The grey-bellied shrike-tyrant primarily inhabits steppe and puna grassland with shrubs and boulders. In the austral winter it also occurs in agricultural fields. In elevation it ranges overall from sea level to 5000 m; in Peru it is found between 3800 and 4100 m.

==Behavior==
===Movement===

Subspecies A. m. andecola of the grey-bellied shrike-tyrant is generally believed to be a year-round resident, though in Peru it might only be present in winter. The nominate subspecies is a complete migrant. All of the sources agree that it breeds in southern Argentina from Mendoza Province east to southern Buenos Aires Province and south to central Santa Cruz Province. However, the sources disagree on its winter range. The IUCN, which uses BLI range data, states that it is resident in Argentina, Bolivia, Paraguay, and Uruguay. BLI states that is a complete migrant but its BLI map, shown above, places it as a year-round resident in southern Argentina.
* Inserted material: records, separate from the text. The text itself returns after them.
use std::ffi::{CStr, CString};
use std::os::raw::{c_char, c_int};
use std::path::Path;

use fitsio::hdu::FitsHdu;
use fitsio::images::{ImageDescription, ImageType};
use fitsio::{sys, FitsFile};
use ndarray::Array2;

use super::header::{Card, Header, Value};
use crate::error::{NightwatchError, Result};

// cfitsio buffer sizes, terminator included.
const KEYWORD_LEN: usize = 75;
const VALUE_LEN: usize = 71;
const COMMENT_LEN: usize = 73;

/// Primary image and its header.
#[derive(Clone, Debug)]
pub struct FitsImage {
    pub header: Header,
    /// Physical pixel values, shape = (NAXIS2, NAXIS1).
    pub data: Array2<f32>,
}

impl FitsImage {
    pub fn width(&self) -> usize {
        self.data.ncols()
    }

    pub fn height(&self) -> usize {
        self.data.nrows()
    }
}

fn open(path: &Path) -> Result<FitsFile> {
    if !path.exists() {
        return Err(NightwatchError::InputNotFound(path.to_path_buf()));
    }
    Ok(FitsFile::open(path)?)
}

fn check(status: c_int, what: &str) -> Result<()> {
    if status == 0 {
        Ok(())
    } else {
        Err(NightwatchError::InvalidFits(format!(
            "cfitsio status {status} while {what}"
        )))
    }
}

/// Valued cards of the current HDU in file order. Commentary is skipped.
fn read_cards(fits: &mut FitsFile) -> Result<Header> {
    let mut status = 0;
    let mut count = 0;
    let mut more = 0;
    let fptr = unsafe { fits.as_raw() };
    unsafe { sys::ffghsp(fptr, &mut count, &mut more, &mut status) };
    check(status, "counting header cards")?;

    let mut header = Header::new();
    for n in 1..=count {
        let mut key = [0 as c_char; KEYWORD_LEN];
        let mut value = [0 as c_char; VALUE_LEN];
        let mut comment = [0 as c_char; COMMENT_LEN];
        unsafe {
            sys::ffgkyn(
                fptr,
                n,
                key.as_mut_ptr(),
                value.as_mut_ptr(),
                comment.as_mut_ptr(),
                &mut status,
            )
        };
        check(status, "reading header card")?;
        let key = unsafe { CStr::from_ptr(key.as_ptr()) }.to_string_lossy();
        let value = unsafe { CStr::from_ptr(value.as_ptr()) }.to_string_lossy();
        if matches!(key.as_ref(), "" | "COMMENT" | "HISTORY") {
            continue;
        }
        if let Some(value) = Value::from_raw(&value) {
            header.push(Card::new(&key, value));
        }
    }
    Ok(header)
}

fn write_card(fits: &mut FitsFile, hdu: &FitsHdu, card: &Card) -> Result<()> {
    match &card.value {
        Value::Str(s) => hdu.write_key(fits, &card.key, s.as_str())?,
        Value::Int(i) => hdu.write_key(fits, &card.key, *i)?,
        Value::Float(f) => hdu.write_key(fits, &card.key, *f)?,
        Value::Bool(b) => {
            let key = CString::new(card.key.as_str())
                .map_err(|e| NightwatchError::InvalidFits(e.to_string()))?;
            let comment = CString::default();
            let mut status = 0;
            let fptr = unsafe { fits.as_raw() };
            unsafe {
                sys::ffpkyl(
                    fptr,
                    key.as_ptr(),
                    c_int::from(*b),
                    comment.as_ptr(),
                    &mut status,
                )
            };
            check(status, "writing logical card")?;
        }
    }
    Ok(())
}

/// Read only the primary header.
pub fn read_header(path: &Path) -> Result<Header> {
    let mut fits = open(path)?;
    fits.primary_hdu()?;
    read_cards(&mut fits)
}

/// Read the primary image; cfitsio applies BSCALE/BZERO.
///
/// Cubes are accepted; only the first plane is returned.
pub fn read_image(path: &Path) -> Result<FitsImage> {
    let mut fits = open(path)?;
    let hdu = fits.primary_hdu()?;
    read_plane(&mut fits, &hdu)
}

/// Read the image extension called `name`.
pub fn read_extension(path: &Path, name: &str) -> Result<FitsImage> {
    let mut fits = open(path)?;
    let hdu = fits.hdu(name)?;
    read_plane(&mut fits, &hdu)
}

/// First plane of `hdu`, which must be the current HDU.
fn read_plane(fits: &mut FitsFile, hdu: &FitsHdu) -> Result<FitsImage> {
    let header = read_cards(fits)?;

    let naxis = header.get_i64("NAXIS").unwrap_or(0);
    if naxis < 2 {
        return Err(NightwatchError::InvalidFits(format!(
            "expected an image, NAXIS = {naxis}"
        )));
    }
    let axis = |key: &str| {
        header
            .get_i64(key)
            .and_then(|n| usize::try_from(n).ok())
            .filter(|&n| n > 0)
            .ok_or_else(|| NightwatchError::InvalidFits(format!("bad {key}")))
    };
    let width = axis("NAXIS1")?;
    let height = axis("NAXIS2")?;
    let count = width
        .checked_mul(height)
        .ok_or_else(|| NightwatchError::InvalidFits(format!("{width}x{height} overflows")))?;

    let pixels: Vec<f32> = hdu.read_section(fits, 0, count)?;
    let data = Array2::from_shape_vec((height, width), pixels)
        .map_err(|e| NightwatchError::InvalidFits(e.to_string()))?;
    Ok(FitsImage { header, data })
}

fn dimensions(data: &Array2<f32>) -> [usize; 2] {
    [data.nrows(), data.ncols()]
}

fn write_plane(fits: &mut FitsFile, hdu: &FitsHdu, header: &Header, data: &Array2<f32>) -> Result<()> {
    let pixels: Vec<f32> = data.iter().copied().collect();
    hdu.write_image(fits, &pixels)?;
    for card in header.keywords() {
        write_card(fits, hdu, card)?;
    }
    Ok(())
}

/// Write `data` as a 32-bit float primary image carrying `header`'s
/// non-structural cards. An existing file is replaced.
pub fn write_image(path: &Path, header: &Header, data: &Array2<f32>) -> Result<()> {
    write_with_extensions(path, header, data, &[])
}

/// Named 32-bit float image extension following the primary HDU.
#[derive(Clone, Debug)]
pub struct Extension {
    pub name: String,
    pub header: Header,
    pub data: Array2<f32>,
}

/// Like [`write_image`], then append `extensions` in order.
pub fn write_with_extensions(
    path: &Path,
    header: &Header,
    data: &Array2<f32>,
    extensions: &[Extension],
) -> Result<()> {
    let dims = dimensions(data);
    let primary = ImageDescription {
        data_type: ImageType::Float,
        dimensions: &dims,
    };
    let mut fits = FitsFile::create(path)
        .with_custom_primary(&primary)
        .overwrite()
        .open()?;
    let hdu = fits.primary_hdu()?;
    write_plane(&mut fits, &hdu, header, data)?;

    for ext in extensions {
        let dims = dimensions(&ext.data);
        let image = ImageDescription {
            data_type: ImageType::Float,
            dimensions: &dims,
        };
        let hdu = fits.create_image(ext.name.as_str(), &image)?;
        write_plane(&mut fits, &hdu, &ext.header, &ext.data)?;
    }
    Ok(())
}

/// Rewrite `path` with `update` applied to its primary header.
///
/// The image is rewritten as 32-bit float into a sibling temporary file
/// which then replaces the original, so a failed update leaves it intact.
pub fn update_header(path: &Path, update: impl FnOnce(&mut Header)) -> Result<()> {
    let mut image = read_image(path)?;
    update(&mut image.header);

    let dir = path.parent().unwrap_or_else(|| Path::new("."));
    let tmp = tempfile::NamedTempFile::new_in(dir)?;
    write_image(tmp.path(), &image.header, &image.data)?;
    tmp.persist(path).map_err(|e| NightwatchError::Io(e.error))?;
    Ok(())
}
The map places it as a winter migrant in northern Argentina and as only a winter migrant in the other three countries. (Note that A. m. andecola is a year-round resident in Bolivia.) Cornell notes it as breeding but not wintering in southern Argentina and agrees with the BLI map's wintering range. Clements places it as a breeder in southern Argentina, as a winter migrant in Paraguay and Uruguay, and does not extend its winter range into Bolivia. Peña and the SACC place it as a winter migrant in Paraguay and Bolivia but do not include Uruguay.

===Feeding===

The grey-bellied shrike-tyrant feeds on insects; small mammals, reptiles, and amphibians; bird eggs and nestlings; and occasionally on fruits. It perches on a rock or shrub and typically captures prey by dropping on it from the perch, by running on the ground, and in mid-air by "hawking".

===Breeding===

The grey-bellied shrike-tyrant's breeding season has not been fully defined. It includes January in Chile and at least from September to December in Argentina. Males make an aerial courtship display during which their outer primaries make a very faint whirr. The species' nest is a bulky cup made mostly from sticks and large twigs and placed in a bush. The clutch is three to four eggs. The incubation period, time to fledging, and details of parental care are not known.

===Vocalization===

The grey-bellied shrike-tyrant is mostly silent. Males chasing another give "high-pitched petulant calls". In the breeding season they make a "high-pitched whistle".

==Status==

The IUCN has assessed the grey-bellied shrike-tyrant as being of Least Concern. It has a very large range; its population size is not known and is believed to be stable. No immediate threats have been identified. It is considered generally uncommon but locally fairly common.